After my classmates and I arrived, we were told to start moving about and exploring the space. I crossed over to the shiny, red chairs that were placed at tables interspersed throughout the patio. At one end of the space, I found long benches with thin, wooden slats. At the other end, I noted the long, wide stairs. I also noticed a number of black, flat squares, as tall as a person, on one face of the building.
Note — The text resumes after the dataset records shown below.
//! On-disk fixture data roots for integration tests. Numbers are chosen so
//! derived rates come out to known one-decimal values.
#![allow(dead_code)]

use std::fs;
use std::path::PathBuf;
use std::time::{SystemTime, UNIX_EPOCH};

use serde_json::json;

pub fn unique_temp_dir(name: &str) -> PathBuf {
    let stamp = SystemTime::now()
        .duration_since(UNIX_EPOCH)
        .expect("clock should be after unix epoch")
        .as_nanos();
    let dir = std::env::temp_dir().join(format!("docket-{name}-{stamp}"));
    fs::create_dir_all(&dir).expect("temp dir should be created");
    dir
}

pub fn write_json(path: PathBuf, value: serde_json::Value) {
    let payload = serde_json::to_string_pretty(&value).expect("fixture should serialize");
    if let Some(parent) = path.parent() {
        fs::create_dir_all(parent).expect("fixture dir should be created");
    }
    fs::write(path, payload).expect("fixture should be written");
}

/// Build a complete fixture data root. Notable properties:
/// - stats grant rate is exactly 918,787 / 3,000,000 decided = 30.6%
/// - `mexico` is indexed but has no detail file (not-found case)
/// - judges `amy-adams` and `bruce-baker` share a 50.0% grant rate
/// - appeals contains one row with a code unknown to the index (`XX`)
pub fn fixture_root(name: &str) -> PathBuf {
    let root = unique_temp_dir(name);

    write_json(
        root.join("stats.json"),
        json!({
            "dataVersion": "2025-07",
            "sourceNote": "EOIR case tables, fixture subset",
            "totalCases": 3_500_000_u64,
            "pendingCases": 1_500_000_u64,
            "asylumGranted": 918_787_u64,
            "asylumDenied": 2_081_213_u64,
            "removalOrders": 1_200_000_u64,
            "judges": 4,
            "courts": 2,
            "nationalities": 3,
            "representedCases": 2_100_000_u64
        }),
    );

    write_json(
        root.join("nationality-index.json"),
        json!({
            "dataVersion": "2025-07",
            "nationalities": [
                {
                    "code": "GT", "slug": "guatemala", "name": "Guatemala",
                    "totalCases": 420_000_u64, "pendingCases": 180_000_u64,
                    "asylumGranted": 30_000_u64, "asylumDenied": 90_000_u64
                },
                {
                    "code": "HN", "slug": "honduras", "name": "Honduras",
                    "totalCases": 380_000_u64, "pendingCases": 150_000_u64,
                    "asylumGranted": 24_000_u64, "asylumDenied": 72_000_u64
                },
                {
                    "code": "MX", "slug": "mexico", "name": "Mexico",
                    "totalCases": 610_000_u64, "pendingCases": 200_000_u64,
                    "asylumGranted": 18_000_u64, "asylumDenied": 108_000_u64
                }
            ]
        }),
    );

    write_json(
        root.join("nationalities/guatemala.json"),
        json!({
            "code": "GT", "slug": "guatemala", "name": "Guatemala",
            "totalCases": 420_000_u64, "pendingCases": 180_000_u64,
            "asylumGranted": 30_000_u64, "asylumDenied": 90_000_u64,
            "removalOrders": 140_000_u64,
            "yearly": [
                { "fiscalYear": 2022, "cases": 90_000_u64 },
                { "fiscalYear": 2023, "cases": 150_000_u64 },
                { "fiscalYear": 2024, "cases": 180_000_u64 }
            ],
            "topCourts": [
                { "code": "NYC", "cases": 105_000_u64 },
                { "code": "MIA", "cases": 63_000_u64 }
            ],
            "outcomes": [
                { "outcome": "Removal ordered", "cases": 140_000_u64 },
                { "outcome": "Relief granted", "cases": 30_000_u64 }
            ]
        }),
    );

    write_json(
        root.join("nationalities/honduras.json"),
        json!({
            "code": "HN", "slug": "honduras", "name": "Honduras",
            "totalCases": 380_000_u64, "pendingCases": 150_000_u64,
            "asylumGranted": 24_000_u64, "asylumDenied": 72_000_u64,
            "removalOrders": 120_000_u64,
            "yearly": [
                { "fiscalYear": 2023, "cases": 170_000_u64 },
                { "fiscalYear": 2024, "cases": 210_000_u64 }
            ],
            "topCourts": [ { "code": "MIA", "cases": 88_000_u64 } ],
            "outcomes": []
        }),
    );

    write_json(
        root.join("court-index.json"),
        json!({
            "dataVersion": "2025-07",
            "courts": [
                {
                    "code": "NYC", "slug": "new-york", "name": "New York", "state": "NY",
                    "totalCases": 520_000_u64, "pendingCases": 260_000_u64,
                    "asylumGranted": 60_000_u64, "asylumDenied": 90_000_u64
                },
                {
                    "code": "MIA", "slug": "miami", "name": "Miami", "state": "FL",
                    "totalCases": 410_000_u64, "pendingCases": 210_000_u64,
                    "asylumGranted": 20_000_u64, "asylumDenied": 80_000_u64
                }
            ]
        }),
    );

    write_json(
        root.join("courts/new-york.json"),
        json!({
            "code": "NYC", "slug": "new-york", "name": "New York", "state": "NY",
            "totalCases": 520_000_u64, "pendingCases": 260_000_u64,
            "asylumGranted": 60_000_u64, "asylumDenied": 90_000_u64,
            "medianWaitDays": 602.5,
            "yearly": [
                { "fiscalYear": 2023, "cases": 240_000_u64 },
                { "fiscalYear": 2024, "cases": 280_000_u64 }
            ],
            "topNationalities": [
                { "code": "GT", "cases": 105_000_u64 },
                { "code": "MX", "cases": 98_000_u64 }
            ],
            "outcomes": []
        }),
    );

    write_json(
        root.join("judge-index.json"),
        json!({
            "dataVersion": "2025-07",
            "judges": [
                {
                    "slug": "amy-adams", "name": "Amy Adams", "courtCode": "NYC",
                    "decisions": 200, "asylumGranted": 100, "asylumDenied": 100
                },
                {
                    "slug": "bruce-baker", "name": "Bruce Baker", "courtCode": "NYC",
                    "decisions": 300, "asylumGranted": 150, "asylumDenied": 150
                },
                {
                    "slug": "carla-cruz", "name": "Carla Cruz", "courtCode": "MIA",
                    "decisions": 400, "asylumGranted": 300, "asylumDenied": 100
                },
                {
                    "slug": "dan-ford", "name": "Dan Ford", "courtCode": "MIA",
                    "decisions": 50, "asylumGranted": 0, "asylumDenied": 0
                }
            ]
        }),
    );

    write_json(
        root.join("judges/amy-adams.json"),
        json!({
            "slug": "amy-adams", "name": "Amy Adams", "courtCode": "NYC",
            "decisions": 200, "asylumGranted": 100, "asylumDenied": 100,
            "yearly": [
                { "fiscalYear": 2023, "decisions": 90, "granted": 40, "denied": 50 },
                { "fiscalYear": 2024, "decisions": 110, "granted": 60, "denied": 50 }
            ],
            "topNationalities": [ { "code": "GT", "cases": 70 } ]
        }),
    );

    write_json(
        root.join("appeals.json"),
        json!({
            "dataVersion": "2025-07",
            "rows": [
                { "nationalityCode": "GT", "filed": 1_000, "sustained": 250, "dismissed": 750 },
                { "nationalityCode": "HN", "filed": 800, "sustained": 120, "dismissed": 680 },
                { "nationalityCode": "XX", "filed": 40, "sustained": 0, "dismissed": 40 }
            ]
        }),
    );

    write_json(
        root.join("border-encounters.json"),
        json!({
            "dataVersion": "2025-07",
            "rows": [
                { "fiscalYear": 2023, "nationalityCode": "GT", "encounters": 220_000_u64 },
                { "fiscalYear": 2024, "nationalityCode": "GT", "encounters": 180_000_u64 },
                { "fiscalYear": 2024, "nationalityCode": "HN", "encounters": 160_000_u64 }
            ]
        }),
    );

    write_json(
        root.join("drug-seizures.json"),
        json!({
            "rows": [
                { "fiscalYear": 2024, "drug": "Fentanyl", "seizures": 21_000_u64, "poundsSeized": 27_000.5 },
                { "fiscalYear": 2024, "drug": "Methamphetamine", "seizures": 14_000_u64, "poundsSeized": 140_000.0 }
            ]
        }),
    );

    write_json(
        root.join("bonds.json"),
        json!({
            "rows": [
                { "courtCode": "NYC", "bondsGranted": 3_200, "bondsDenied": 4_800, "medianAmount": 7_500.0 },
                { "courtCode": "MIA", "bondsGranted": 1_500, "bondsDenied": 3_500, "medianAmount": 9_000.0 }
            ]
        }),
    );

    write_json(
        root.join("wait-times.json"),
        json!({
            "rows": [
                { "courtCode": "MIA", "pendingCases": 210_000_u64, "medianDays": 420.0 },
                { "courtCode": "NYC", "pendingCases": 260_000_u64, "medianDays": 602.5 }
            ]
        }),
    );

    write_json(
        root.join("custody.json"),
        json!({
            "rows": [
                { "custody": "Detained", "cases": 400_000_u64 },
                { "custody": "Released", "cases": 900_000_u64 },
                { "custody": "Never detained", "cases": 2_200_000_u64 }
            ]
        }),
    );

    write_json(
        root.join("gender.json"),
        json!({
            "rows": [
                { "gender": "Female", "cases": 1_400_000_u64 },
                { "gender": "Male", "cases": 2_100_000_u64 }
            ]
        }),
    );

    write_json(
        root.join("languages.json"),
        json!({
            "rows": [
                { "language": "Spanish", "cases": 2_450_000_u64 },
                { "language": "Mam", "cases": 105_000_u64 },
                { "language": "English", "cases": 350_000_u64 }
            ]
        }),
    );

    write_json(
        root.join("case-types.json"),
        json!({
            "rows": [
                { "caseType": "Removal", "cases": 3_150_000_u64 },
                { "caseType": "Credible fear review", "cases": 245_000_u64 },
                { "caseType": "Other", "cases": 105_000_u64 }
            ]
        }),
    );

    write_json(
        root.join("outcomes.json"),
        json!({
            "rows": [
                { "outcome": "Removal ordered", "cases": 1_200_000_u64 },
                { "outcome": "Relief granted", "cases": 918_787_u64 },
                { "outcome": "Terminated", "cases": 560_000_u64 }
            ]
        }),
    );

    write_json(
        root.join("yearly-trends.json"),
        json!({
            "rows": [
                { "fiscalYear": 2022, "newCases": 700_000_u64, "completedCases": 420_000_u64, "pendingEnd": 1_100_000_u64 },
                { "fiscalYear": 2023, "newCases": 840_000_u64, "completedCases": 510_000_u64, "pendingEnd": 1_300_000_u64 },
                { "fiscalYear": 2024, "newCases": 910_000_u64, "completedCases": 640_000_u64, "pendingEnd": 1_500_000_u64 }
            ]
        }),
    );

    root
}

pub fn cleanup(root: &PathBuf) {
    let _ = fs::remove_dir_all(root);
}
The space’s tangible objects and clear geometric shapes provided an easy inspiration for the dance as we began to brainstorm and figure out the sequence. Once we had agreed on the guidelines for our dance, we rehearsed once and performed. We started sitting down in the chairs. Then, we climbed up the stairs and each did a series of poses at the same time. In the middle of the dance, we used the long benches as a place to congregate, with some of us sitting and some of us lying down. The benches were right in front of tall grasses, and as the wind blew the grasses, we swayed with them. Later, we ran and jumped around the chairs in all different directions. At another point, we posed against the black squares on the facade of the building. I finished the dance smiling and sweaty from moving around in the bright sun. It was my favorite day of class that term. Working with specific elements of the environment allowed us to construct a dance in minimal time because the environment gave us inspiration and made the experience fun and satisfying. I loved being there on the patio and working with the different aesthetic elements of the space. 

During a meeting with my dance teacher at the end of the term, she asked me which exercises had been my favorite. I immediately named the exercise at the SEC. She remarked, “Oh, it seems you like working with place.” It struck me that she was right. While my classmates and I had done a number of exercises throughout the term, some based on mirroring or working with different types of music, the exercises I had most enjoyed were all about using the elements of a specific space. 

I thought back to my love letters to my old home. Although in the past, part of me had felt confused and superficial for mourning the loss of the house itself and its surrounding neighborhood, my dance teacher’s comment had suggested to me that putting weight on and gaining meaning from place was justified.

My time in my dance class helped me come to terms with the fact that place is important to me and showed me that my focus on place was not only limited to my old home. This experience ultimately legitimized my emphasis on my old house and its surrounding neighborhood throughout my writing. 

As I saw when performing my dance exercise, place can ground me and my actions and add an extra layer of meaning to my experience. Using the space as a map for physical movement in my dance class harkened back to the map I created of my childhood neighborhood. 

The house that I live in now is peach-colored and resides on a busy street. When I first moved there, it was the most I’d ever felt at home in years. While I no longer actively mourn the loss of my childhood home, places that have familiar elements to them still make me feel comfortable. My nostalgia-soaked love letters still remain a part of me.